MPs grill UIF official on Covid-19 Ters payments made to the dead

24 November 2021 - 16:22
Employment and labour minister Thulas Nxesi conceded there was a problem with the department's IT system. File image.
Employment and labour minister Thulas Nxesi conceded there was a problem with the department's IT system. File image.
Image: Reuters

Members of parliament’s standing committee on public accounts (Scopa) on Wednesday lambasted an Unemployment Insurance Fund (UIF) official for not accepting responsibility for Covid-19 Temporary Employer/Employee Relief Scheme (Ters) payments to deceased people.

Employment and labour minister Thulas Nxesi and UIF officials briefed the committee on progress in implementing corrective measures at the UIF and Compensation Fund.

TimesLIVE previously reported that the Special Investigating Unit (SIU) found a criminal syndicate involving government officials and private companies, among others, using ID numbers belonging to deceased people to claim Ters payments.

The SIU told parliament that during the investigation period a total of 13,447,006 employees received Ters payments or benefits from the UIF.

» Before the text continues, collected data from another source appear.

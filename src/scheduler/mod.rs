//! Timed and triggered actions.
//!
//! Provides:
//! - interval timers (every N seconds, optionally N times)
//! - daily timers (wall-clock time, sunrise or sunset)
//! - trigger timers (a matching device event arms a one-shot delay)
//!
//! Every timer lives in one [`Scheduler`] and can be cancelled by its
//! [`TimerId`]. Timer tasks hold a weak engine handle and stop once the
//! engine is gone.
//!
//! # Example
//!
//! ```ignore
//! use std::time::Duration;
//! use insteon_gateway::scheduler::{Action, DailyTime, Scheduler};
//!
//! let scheduler = Scheduler::new(modem.clone());
//! scheduler.add_daily("sunset".parse::<DailyTime>()?, Some(porch), Action::SetLevel(200))?;
//! scheduler.add_interval(Duration::from_secs(600), Action::Refresh, Some(hall), None)?;
//! ```

mod action;
mod schedule;
mod solar;

pub use action::{first_refresh_target, next_refresh_target, Action, ActionCallback};
pub use schedule::{DailyTime, Schedule, DAY};
pub use solar::{next_solar_event, sun_times, Location};

use std::collections::HashMap;
use std::fmt;
use std::sync::atomic::{AtomicU64, Ordering};
use std::sync::{Arc, Mutex};
use std::time::Duration;

use serde::{Deserialize, Serialize};
use tokio::runtime::Handle;
use tokio::task::JoinHandle;
use tokio::time::{sleep, sleep_until, Instant};

use crate::address::{Address, DeviceRef};
use crate::dispatcher::{DeviceEvent, ListenerFilter, ListenerId};
use crate::error::{InsteonError, Result};
use crate::modem::{Modem, WeakModem};

/// Handle of a scheduled timer.
#[derive(Debug, Clone, Copy, PartialEq, Eq, Hash, PartialOrd, Ord, Serialize, Deserialize)]
#[serde(transparent)]
pub struct TimerId(u64);

impl fmt::Display for TimerId {
    fn fmt(&self, f: &mut fmt::Formatter<'_>) -> fmt::Result {
        write!(f, "timer-{}", self.0)
    }
}

enum TimerEntry {
    /// An interval or daily task.
    Task(JoinHandle<()>),
    /// A listener plus the delays it has armed.
    Trigger {
        listener: ListenerId,
        armed: Arc<Mutex<Vec<JoinHandle<()>>>>,
    },
}

type TimerMap = Arc<Mutex<HashMap<TimerId, TimerEntry>>>;

/// The engine's cancellable timer collection.
pub struct Scheduler {
    modem: Modem,
    timers: TimerMap,
    next_id: AtomicU64,
    location: Option<Location>,
}

impl Scheduler {
    pub fn new(modem: Modem) -> Self {
        Self {
            modem,
            timers: Arc::new(Mutex::new(HashMap::new())),
            next_id: AtomicU64::new(1),
            location: None,
        }
    }

    /// Set the location used for sunrise and sunset timers.
    pub fn with_location(mut self, location: Location) -> Self {
        self.location = Some(location);
        self
    }

    pub fn location(&self) -> Option<Location> {
        self.location
    }

    /// Run `action` every `interval`, `count` times (forever when `None`).
    pub fn add_interval(
        &self,
        interval: Duration,
        action: Action,
        address: Option<Address>,
        count: Option<u32>,
    ) -> Result<TimerId> {
        check_target(&action, address)?;
        let schedule = Schedule::interval(interval, count)?;
        let id = self.next_id();
        tracing::info!(
            "{}: {} on {:?} every {:?} ({:?} times)",
            id,
            action,
            address,
            interval,
            count
        );
        self.spawn_repeating(id, interval, schedule, action, address);
        Ok(id)
    }

    /// Run `action` every day at `time`.
    pub fn add_daily(
        &self,
        time: DailyTime,
        address: Option<Address>,
        action: Action,
    ) -> Result<TimerId> {
        check_target(&action, address)?;
        let first = time.delay_from(chrono::Local::now(), self.location)?;
        let id = self.next_id();
        tracing::info!("{}: {} on {:?} daily at {} (first in {:?})", id, action, address, time, first);
        self.spawn_repeating(id, first, Schedule::daily(), action, address);
        Ok(id)
    }

    /// Run `action` `delay` after `source` sends `command`.
    ///
    /// The button of `source`, if any, must match too. The action applies to
    /// `target`, or to the source device when `None`.
    pub fn add_trigger(
        &self,
        source: DeviceRef,
        command: u8,
        action: Action,
        delay: Duration,
        target: Option<Address>,
    ) -> Result<TimerId> {
        let target = target.or(Some(source.address));
        check_target(&action, target)?;

        let mut filter = ListenerFilter::new().source(source.address).command(command);
        if let Some(button) = source.button {
            filter = filter.button(button);
        }

        let id = self.next_id();
        let armed: Arc<Mutex<Vec<JoinHandle<()>>>> = Arc::new(Mutex::new(Vec::new()));
        let weak = self.modem.downgrade();
        let runtime = Handle::try_current()
            .map_err(|e| InsteonError::ChannelUnavailable(e.to_string()))?;
        let armed_by_listener = armed.clone();

        let listener = self.modem.register_listener(Some(filter), move |event| {
            tracing::debug!("{} triggered by {}", id, event.frame);
            let handle = runtime.spawn(run_delayed(
                weak.clone(),
                delay,
                action.clone(),
                target,
                event.clone(),
            ));
            if let Ok(mut armed) = armed_by_listener.lock() {
                armed.retain(|h| !h.is_finished());
                armed.push(handle);
            }
        });

        tracing::info!(
            "{}: trigger on {} cmd {:02X} after {:?}",
            id,
            source,
            command,
            delay
        );
        self.insert(id, TimerEntry::Trigger { listener, armed });
        Ok(id)
    }

    /// Refresh every dimmable device in turn, one every `period`.
    pub fn start_auto_update(&self, period: Duration) -> Result<TimerId> {
        let first = first_refresh_target(self.modem.registry().as_ref()).ok_or_else(|| {
            InsteonError::InvalidParameter("No dimmer or switch in the device registry".into())
        })?;
        self.add_interval(period, Action::RefreshAndAdvance, Some(first), None)
    }

    /// Cancel a timer. Returns false if it does not exist (or already ended).
    pub fn cancel(&self, id: TimerId) -> bool {
        let entry = self.timers.lock().ok().and_then(|mut t| t.remove(&id));
        match entry {
            Some(entry) => {
                self.stop(entry);
                tracing::info!("{} cancelled", id);
                true
            }
            None => false,
        }
    }

    /// Ids of live timers.
    pub fn ids(&self) -> Vec<TimerId> {
        let mut ids: Vec<TimerId> = self
            .timers
            .lock()
            .map(|t| t.keys().copied().collect())
            .unwrap_or_default();
        ids.sort();
        ids
    }

    pub fn len(&self) -> usize {
        self.timers.lock().map(|t| t.len()).unwrap_or(0)
    }

    pub fn is_empty(&self) -> bool {
        self.len() == 0
    }

    /// Cancel every timer.
    pub fn shutdown(&self) {
        let entries: Vec<TimerEntry> = self
            .timers
            .lock()
            .map(|mut t| t.drain().map(|(_, e)| e).collect())
            .unwrap_or_default();
        let n = entries.len();
        for entry in entries {
            self.stop(entry);
        }
        tracing::debug!("Scheduler stopped {} timers", n);
    }

    fn next_id(&self) -> TimerId {
        TimerId(self.next_id.fetch_add(1, Ordering::Relaxed))
    }

    fn insert(&self, id: TimerId, entry: TimerEntry) {
        match self.timers.lock() {
            Ok(mut timers) => {
                timers.insert(id, entry);
            }
            Err(_) => self.stop(entry),
        }
    }

    fn stop(&self, entry: TimerEntry) {
        match entry {
            TimerEntry::Task(handle) => handle.abort(),
            TimerEntry::Trigger { listener, armed } => {
                self.modem.unregister_listener(listener);
                if let Ok(mut armed) = armed.lock() {
                    for handle in armed.drain(..) {
                        handle.abort();
                    }
                }
            }
        }
    }

    fn spawn_repeating(
        &self,
        id: TimerId,
        first: Duration,
        schedule: Schedule,
        action: Action,
        target: Option<Address>,
    ) {
        // Locked across the spawn: the task removes its own entry when done.
        let Ok(mut timers) = self.timers.lock() else {
            return;
        };
        let handle = tokio::spawn(run_repeating(
            id,
            self.modem.downgrade(),
            self.timers.clone(),
            Instant::now() + first,
            schedule,
            action,
            target,
        ));
        timers.insert(id, TimerEntry::Task(handle));
    }
}

impl Drop for Scheduler {
    fn drop(&mut self) {
        self.shutdown();
    }
}

fn check_target(action: &Action, target: Option<Address>) -> Result<()> {
    if action.needs_target() && target.is_none() {
        return Err(InsteonError::InvalidParameter(format!(
            "Action '{}' needs a device address",
            action
        )));
    }
    Ok(())
}

async fn run_repeating(
    id: TimerId,
    weak: WeakModem,
    timers: TimerMap,
    mut deadline: Instant,
    mut schedule: Schedule,
    action: Action,
    mut target: Option<Address>,
) {
    loop {
        sleep_until(deadline).await;
        let next = schedule.fire(deadline);

        let Some(modem) = weak.upgrade() else {
            break;
        };
        tracing::debug!("{} fired ({}): {}", id, schedule.fired(), action);
        if let Err(e) = action.run(&modem, &mut target, None).await {
            tracing::warn!("{} action {} failed: {}", id, action, e);
        }
        drop(modem);

        match next {
            Some(next) => deadline = next,
            None => break,
        }
    }
    if let Ok(mut timers) = timers.lock() {
        timers.remove(&id);
    }
    tracing::debug!("{} finished", id);
}

async fn run_delayed(
    weak: WeakModem,
    delay: Duration,
    action: Action,
    mut target: Option<Address>,
    event: DeviceEvent,
) {
    sleep(delay).await;
    let Some(modem) = weak.upgrade() else {
        return;
    };
    if let Err(e) = action.run(&modem, &mut target, Some(&event)).await {
        tracing::warn!("Triggered {} failed: {}", action, e);
    }
}
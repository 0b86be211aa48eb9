//! Protocol module - wire format, framing, and frame types.
//!
//! This module implements the gateway's serial framing:
//! - Type-code length table (with flag-qualified long forms)
//! - Frame reassembler for partial reads and stray bytes
//! - Frame struct with typed accessors and outgoing message builders
//! - X10 code tables

mod frame;
mod reassembler;
pub mod wire_format;
pub mod x10;

pub use frame::{build_extended, build_gateway_command, build_standard, build_x10, Frame};
pub use reassembler::{FrameReassembler, SILENT_INTERVALS_BEFORE_RESET};
pub use wire_format::{
    command, flags, frame_length, message, to_hex, FrameLength, ACK, DEFAULT_FRAME_LENGTH,
    EXTENDED_DATA_LEN, KNOWN_TYPES, NACK, START,
};
pub use x10::X10Command;
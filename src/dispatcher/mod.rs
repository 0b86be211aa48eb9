//! Dispatcher module - unsolicited event handling.
//!
//! Provides:
//! - [`DeviceEvent`] - a decoded unsolicited message
//! - [`ListenerRegistry`] - filtered callbacks for events
//! - the dispatcher task, which keeps the state mirror current after group
//!   broadcasts and fans events out to listeners
//!
//! # Example
//!
//! ```ignore
//! use insteon_gateway::dispatcher::ListenerFilter;
//!
//! // Fires whenever keypad button 3 sends a group ON.
//! modem.register_listener(
//!     Some(ListenerFilter::new().source(keypad).command(0x11).button(3)),
//!     |event| tracing::info!("button 3 on: {}", event.frame),
//! );
//! ```

mod event;
mod listener;

pub use event::{DeviceEvent, EventMessage};
pub use listener::{ListenerCallback, ListenerFilter, ListenerId, ListenerRegistry};

use tokio::sync::mpsc;
use tokio::task::JoinHandle;

use crate::commands::{LevelSource, LevelUnit};
use crate::modem::{Modem, WeakModem};
use crate::protocol::command;
use crate::reader::Envelope;

/// Spawn the dispatcher over the reader's event queue.
///
/// The task ends when the queue closes or the engine is dropped.
pub(crate) fn spawn_dispatcher(
    events: mpsc::UnboundedReceiver<Envelope>,
    modem: WeakModem,
) -> JoinHandle<()> {
    tokio::spawn(dispatch_loop(events, modem))
}

async fn dispatch_loop(mut events: mpsc::UnboundedReceiver<Envelope>, weak: WeakModem) {
    while let Some(envelope) = events.recv().await {
        let Some(modem) = weak.upgrade() else {
            break;
        };

        if envelope.epoch < modem.reset_count() {
            tracing::debug!("Dropping event from before reset: {}", envelope.frame);
            continue;
        }

        let event = DeviceEvent::decode(envelope.frame);
        tracing::debug!("Event {}", event.frame);

        update_mirror(&modem, &event);
        modem.listeners().notify(&event);
    }
    tracing::debug!("Dispatcher stopped");
}

/// Keep responders' levels current after a group ON, OFF or stop-fade.
fn update_mirror(modem: &Modem, event: &DeviceEvent) {
    let EventMessage::Insteon {
        from, button, cmd1, ..
    } = event.message
    else {
        return;
    };
    if !event.is_group_broadcast()
        || !matches!(
            cmd1,
            command::ON | command::OFF | command::STOP_CHANGE
        )
    {
        return;
    }

    let registry = modem.registry();
    for index in registry.responders_for(from, button) {
        let Some(address) = registry.address_for_index(index) else {
            continue;
        };
        let relay_only = registry
            .type_for_index(index)
            .map(|t| t.is_relay_only())
            .unwrap_or(false);

        if relay_only {
            match cmd1 {
                command::ON => registry.set_level_for_index(index, 0xFF),
                command::OFF => registry.set_level_for_index(index, 0x00),
                _ => {}
            }
            continue;
        }

        // The responder is still ramping; ask once it has settled.
        let weak = modem.downgrade();
        let delay = modem.config().settle_delay;
        tokio::spawn(async move {
            tokio::time::sleep(delay).await;
            let Some(modem) = weak.upgrade() else {
                return;
            };
            if let Err(e) = modem
                .get_level(address, LevelUnit::Direct, LevelSource::Device)
                .await
            {
                tracing::warn!("Status refresh of {} failed: {}", address, e);
            }
        });
    }
}
//! Transport module - the byte channel to the gateway.
//!
//! Provides:
//! - [`Transport`] - any async byte stream the reader task can own
//! - [`open_serial`] - the gateway's serial port at 19200 8N1

mod serial;

use std::io;

use tokio::io::{AsyncRead, AsyncWrite};

pub use serial::{open_serial, SerialSettings, DEFAULT_BAUD_RATE};

/// A byte channel to the gateway.
///
/// The reader task owns the transport exclusively. `discard_buffers` is
/// called during a reset to drop whatever the OS has queued in either
/// direction.
pub trait Transport: AsyncRead + AsyncWrite + Unpin + Send + 'static {
    /// Flush physical input and output buffers without reading them.
    fn discard_buffers(&mut self) -> io::Result<()> {
        Ok(())
    }
}

impl Transport for tokio::io::DuplexStream {}

impl Transport for tokio_serial::SerialStream {
    fn discard_buffers(&mut self) -> io::Result<()> {
        use tokio_serial::{ClearBuffer, SerialPort};

        self.clear(ClearBuffer::All).map_err(io::Error::from)
    }
}
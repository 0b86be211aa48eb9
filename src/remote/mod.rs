//! Remote control over UDP.
//!
//! Each datagram carries one [`RemoteCommand`], encoded with the configured
//! [`WireCodec`](crate::codec::WireCodec). The reply goes back to the sender
//! as a [`RemoteReply`].
//!
//! # Example
//!
//! ```text
//! $ echo '{"cmd":"set_level","device":"hall","level":50}' | nc -u -w1 gateway 52006
//! {"ok":true,"result":null}
//! ```

mod command;
mod server;

pub use command::{RemoteCommand, RemoteReply};
pub use server::{RemoteConfig, RemoteServer, DEFAULT_MAX_CONCURRENT, DEFAULT_REMOTE_PORT};
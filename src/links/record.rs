//! ALL-Link database records.

use std::fmt;

use serde::Serialize;

use crate::address::Address;

/// Size of one link record in device memory.
pub const RECORD_LEN: usize = 8;

/// Flags byte of a controller record (in use, controller, high-water).
pub const CONTROLLER_FLAGS: u8 = 0xE2;

/// Flags byte of a responder record (in use, responder, high-water).
pub const RESPONDER_FLAGS: u8 = 0xA2;

/// Default on-level written into new records.
pub const DEFAULT_ON_LEVEL: u8 = 0xFF;

/// Default ramp rate written into new records.
pub const DEFAULT_RAMP_RATE: u8 = 0x1C;

/// One 8-byte link record: `flags group peer(3) data1 data2 data3`.
#[derive(Debug, Clone, Copy, PartialEq, Eq, Serialize)]
pub struct LinkRecord {
    pub flags: u8,
    pub group: u8,
    pub peer: Address,
    pub data: [u8; 3],
}

impl LinkRecord {
    /// Parse the first 8 bytes of `bytes`.
    pub fn from_bytes(bytes: &[u8]) -> Option<Self> {
        let bytes = bytes.get(..RECORD_LEN)?;
        Some(Self {
            flags: bytes[0],
            group: bytes[1],
            peer: Address::new(bytes[2], bytes[3], bytes[4]),
            data: [bytes[5], bytes[6], bytes[7]],
        })
    }

    pub fn to_bytes(&self) -> [u8; RECORD_LEN] {
        let [a, b, c] = self.peer.bytes();
        [
            self.flags,
            self.group,
            a,
            b,
            c,
            self.data[0],
            self.data[1],
            self.data[2],
        ]
    }

    /// A record marking `responder` as controlled by this device.
    pub fn controller(group: u8, responder: Address, button: u8) -> Self {
        Self {
            flags: CONTROLLER_FLAGS,
            group,
            peer: responder,
            data: [DEFAULT_ON_LEVEL, DEFAULT_RAMP_RATE, button],
        }
    }

    /// A record making this device respond to `controller`.
    pub fn responder(group: u8, controller: Address, button: u8) -> Self {
        Self {
            flags: RESPONDER_FLAGS,
            group,
            peer: controller,
            data: [DEFAULT_ON_LEVEL, DEFAULT_RAMP_RATE, button],
        }
    }

    /// An all-zero record, used to erase a slot.
    pub fn empty() -> Self {
        Self {
            flags: 0,
            group: 0,
            peer: Address::new(0, 0, 0),
            data: [0; 3],
        }
    }

    /// A zero flags byte ends the table.
    pub fn is_terminator(&self) -> bool {
        self.flags == 0
    }

    pub fn is_controller(&self) -> bool {
        self.flags & 0x40 != 0
    }
}

impl fmt::Display for LinkRecord {
    fn fmt(&self, f: &mut fmt::Formatter<'_>) -> fmt::Result {
        write!(
            f,
            "{:02X} {:02X} {} {:02X} {:02X} {:02X}",
            self.flags, self.group, self.peer, self.data[0], self.data[1], self.data[2]
        )
    }
}

#[cfg(test)]
mod tests {
    use super::*;

    const KEYPAD: Address = Address::new(0x12, 0x5F, 0x5E);

    #[test]
    fn test_controller_layout() {
        let record = LinkRecord::controller(3, KEYPAD, 3);
        assert_eq!(
            record.to_bytes(),
            [0xE2, 0x03, 0x12, 0x5F, 0x5E, 0xFF, 0x1C, 0x03]
        );
        assert!(record.is_controller());
    }

    #[test]
    fn test_responder_layout() {
        let record = LinkRecord::responder(1, KEYPAD, 0);
        assert_eq!(
            record.to_bytes(),
            [0xA2, 0x01, 0x12, 0x5F, 0x5E, 0xFF, 0x1C, 0x00]
        );
        assert!(!record.is_controller());
    }

    #[test]
    fn test_from_short_slice() {
        assert!(LinkRecord::from_bytes(&[0xE2, 0x01, 0x12]).is_none());
    }

    #[test]
    fn test_terminator() {
        assert!(LinkRecord::empty().is_terminator());
        assert!(!LinkRecord::responder(1, KEYPAD, 0).is_terminator());
    }

    #[test]
    fn test_display() {
        let record = LinkRecord::responder(1, KEYPAD, 0);
        assert_eq!(record.to_string(), "A2 01 12.5F.5E FF 1C 00");
    }
}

They were linked to at least 1,156,565 companies and employers, and R57,384,148,010 was paid out by the UIF since the inception of the scheme.

Scopa demanded that UIF officials appear before it to explain how payments were made to deceased people.

A heated exchange started when UIF acting commissioner Mzie Yawa was asked to explain why the UIF did not notice it was making payments to deceased people. Yawa told MPs it was due to initial miscommunication with the home affairs department.

This raised the ire of committee chair Mkhuleko Hlengwa, who asked Yawa why he was apportioning blame to another department.

“You have been making payments prior to Covid-19, so ordinarily these checks and balances should have been there. It’s just that Covid-19 has pushed the extent and scope of the work which you are doing. It’s everybody else and you are seemingly the victim of shortcomings of other people,” said Hlengwa.

“This is your system and you should be the ones who innovate and create a functional and effective environment. When I listen to your response, I hear that it is home affairs, it is fictitious employers, it's the families who bury the dead and not us.”

Yawa responded: “I agree. We are not responding and trying to be angels and everyone [else] is the devil. The assurance we are giving is that now, all those things paid, from whatever the source is, we do not have those problems [any more].

“There is no audit on our normal payments which shows that we have paid a dead person. When you come to claim ... our staff are trained to check the documentation you bring as proof and when it passes that [test] we make that payment.”

But the ANC’s Sakhumzi Somyo would not accept the explanation.

“That [SIU] report has given rise to a myriad of system failures, which presented an outlook of beneficiaries who ought to have been paid by the system, which is not functional in terms of making sure that payments were made to the deserving people.”

EFF MP Veronica Mente raised concerns about risk assessment by service providers who designed the system to make payments.

“This has been a problem in government in general, where service providers are involved in designing systems that do not really deliver the service required or deliver a shoddy job. The SIU told us about a lot of wrongdoing happening there in terms of the systems,” she said.

The DA’s Robert Lees said much was wrong and needed to be fixed.

“In terms of the forensic investigation, I was disappointed in the correspondence which indicated that the investigation had not yet started and was only due to start by the end of November. Why has there been such a delay in setting up the terms of reference?” he said.

Lees said this indicated a lack of urgency in dealing with problems in government departments.

Nxesi conceded there was a problem with the department’s IT systems.

“We will still need to do a serious upgrade. We continue to do it, but services should not stop as we are dealing with that IT upgrade,” he said.

“As you deal with this matter, look at the efficiency and effectiveness of the whole government IT system (Sita) which we have to rely on ... I am not trying to be defensive, but there is something that must be further probed in relation to the Sita system.”